Look through the records below for the line holding "- **Status**: a". Write it out exactly, with each following line through the line holding "pub mod types;".
*** Begin section ***
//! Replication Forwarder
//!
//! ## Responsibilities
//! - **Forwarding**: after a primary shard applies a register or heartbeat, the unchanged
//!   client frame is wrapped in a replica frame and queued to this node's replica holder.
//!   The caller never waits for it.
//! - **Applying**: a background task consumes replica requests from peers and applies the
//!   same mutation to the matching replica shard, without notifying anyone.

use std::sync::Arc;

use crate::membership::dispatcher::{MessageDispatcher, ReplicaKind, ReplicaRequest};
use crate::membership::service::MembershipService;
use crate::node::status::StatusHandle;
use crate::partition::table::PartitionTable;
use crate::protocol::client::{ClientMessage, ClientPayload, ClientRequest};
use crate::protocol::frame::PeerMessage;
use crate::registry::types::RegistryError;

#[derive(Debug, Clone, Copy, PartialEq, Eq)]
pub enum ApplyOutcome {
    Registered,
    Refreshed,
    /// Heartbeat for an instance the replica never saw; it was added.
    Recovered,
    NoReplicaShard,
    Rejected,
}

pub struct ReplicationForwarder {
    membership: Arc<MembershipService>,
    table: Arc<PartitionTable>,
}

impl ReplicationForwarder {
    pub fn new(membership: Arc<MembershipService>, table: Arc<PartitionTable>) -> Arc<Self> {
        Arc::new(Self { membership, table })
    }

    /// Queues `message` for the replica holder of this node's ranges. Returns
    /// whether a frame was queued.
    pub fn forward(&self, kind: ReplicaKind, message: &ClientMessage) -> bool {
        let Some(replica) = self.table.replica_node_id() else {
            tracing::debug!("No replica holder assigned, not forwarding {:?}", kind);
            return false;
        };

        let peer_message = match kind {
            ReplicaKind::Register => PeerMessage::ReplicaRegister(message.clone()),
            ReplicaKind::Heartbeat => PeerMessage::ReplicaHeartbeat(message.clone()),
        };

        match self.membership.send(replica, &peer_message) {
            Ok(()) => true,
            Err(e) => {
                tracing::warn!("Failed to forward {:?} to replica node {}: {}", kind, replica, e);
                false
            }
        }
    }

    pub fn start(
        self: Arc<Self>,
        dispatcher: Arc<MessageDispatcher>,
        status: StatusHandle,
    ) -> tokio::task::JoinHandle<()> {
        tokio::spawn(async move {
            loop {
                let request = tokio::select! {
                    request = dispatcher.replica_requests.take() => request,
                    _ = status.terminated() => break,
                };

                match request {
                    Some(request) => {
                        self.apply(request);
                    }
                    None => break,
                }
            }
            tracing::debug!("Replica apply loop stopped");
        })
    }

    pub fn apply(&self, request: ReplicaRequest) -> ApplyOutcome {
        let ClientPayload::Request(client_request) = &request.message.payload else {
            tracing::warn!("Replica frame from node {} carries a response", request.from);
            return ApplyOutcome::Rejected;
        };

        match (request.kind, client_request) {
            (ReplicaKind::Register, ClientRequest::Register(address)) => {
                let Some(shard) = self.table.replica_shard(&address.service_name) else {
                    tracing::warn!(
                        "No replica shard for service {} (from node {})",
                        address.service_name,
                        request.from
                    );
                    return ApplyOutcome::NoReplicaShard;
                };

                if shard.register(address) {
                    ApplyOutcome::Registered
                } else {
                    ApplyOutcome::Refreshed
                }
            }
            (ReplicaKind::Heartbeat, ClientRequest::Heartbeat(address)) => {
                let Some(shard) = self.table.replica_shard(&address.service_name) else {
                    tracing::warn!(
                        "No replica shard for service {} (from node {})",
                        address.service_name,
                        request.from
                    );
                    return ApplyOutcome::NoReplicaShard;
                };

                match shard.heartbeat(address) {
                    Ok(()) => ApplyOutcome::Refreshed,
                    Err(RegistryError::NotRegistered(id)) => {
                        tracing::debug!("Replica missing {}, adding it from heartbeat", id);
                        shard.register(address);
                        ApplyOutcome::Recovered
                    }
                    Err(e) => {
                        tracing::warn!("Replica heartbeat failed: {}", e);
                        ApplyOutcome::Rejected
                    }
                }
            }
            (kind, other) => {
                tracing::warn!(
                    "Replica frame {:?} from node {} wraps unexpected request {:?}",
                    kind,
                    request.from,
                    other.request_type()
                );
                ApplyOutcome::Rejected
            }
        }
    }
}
*** End section ***
*** Begin section ***
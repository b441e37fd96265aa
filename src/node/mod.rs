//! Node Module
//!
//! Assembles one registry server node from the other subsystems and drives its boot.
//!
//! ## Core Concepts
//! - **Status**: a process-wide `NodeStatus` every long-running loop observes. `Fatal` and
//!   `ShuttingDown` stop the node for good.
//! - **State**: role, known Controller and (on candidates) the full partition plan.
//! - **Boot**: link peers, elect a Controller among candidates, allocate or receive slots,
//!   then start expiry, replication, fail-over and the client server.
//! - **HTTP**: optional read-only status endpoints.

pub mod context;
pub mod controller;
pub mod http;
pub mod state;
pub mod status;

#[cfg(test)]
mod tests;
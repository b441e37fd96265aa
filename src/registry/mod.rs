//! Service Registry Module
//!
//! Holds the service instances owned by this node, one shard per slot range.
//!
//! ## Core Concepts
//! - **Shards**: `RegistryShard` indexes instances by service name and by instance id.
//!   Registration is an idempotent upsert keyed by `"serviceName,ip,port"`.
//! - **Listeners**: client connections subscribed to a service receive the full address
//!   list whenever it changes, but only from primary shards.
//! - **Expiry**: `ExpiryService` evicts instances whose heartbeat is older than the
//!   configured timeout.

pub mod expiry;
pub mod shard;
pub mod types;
*** End section ***
▸ **WRITTEN ANSWER**:
//! - **Status**: a process-wide `NodeStatus` every long-running loop observes. `Fatal` and
//!   `ShuttingDown` stop the node for good.
//! - **State**: role, known Controller and (on candidates) the full partition plan.
//! - **Boot**: link peers, elect a Controller among candidates, allocate or receive slots,
//!   then start expiry, replication, fail-over and the client server.
//! - **HTTP**: optional read-only status endpoints.

pub mod context;
pub mod controller;
pub mod http;
pub mod state;
pub mod status;

#[cfg(test)]
mod tests;
repository b441e37fd96265aa
filename src/registry/mod.rs
//! Service Registry Module
//!
//! Holds the service instances owned by this node, one shard per slot range.
//!
//! ## Core Concepts
//! - **Shards**: `RegistryShard` indexes instances by service name and by instance id.
//!   Registration is an idempotent upsert keyed by `"serviceName,ip,port"`.
//! - **Listeners**: client connections subscribed to a service receive the full address
//!   list whenever it changes, but only from primary shards.
//! - **Expiry**: `ExpiryService` evicts instances whose heartbeat is older than the
//!   configured timeout.

pub mod expiry;
pub mod shard;
pub mod types;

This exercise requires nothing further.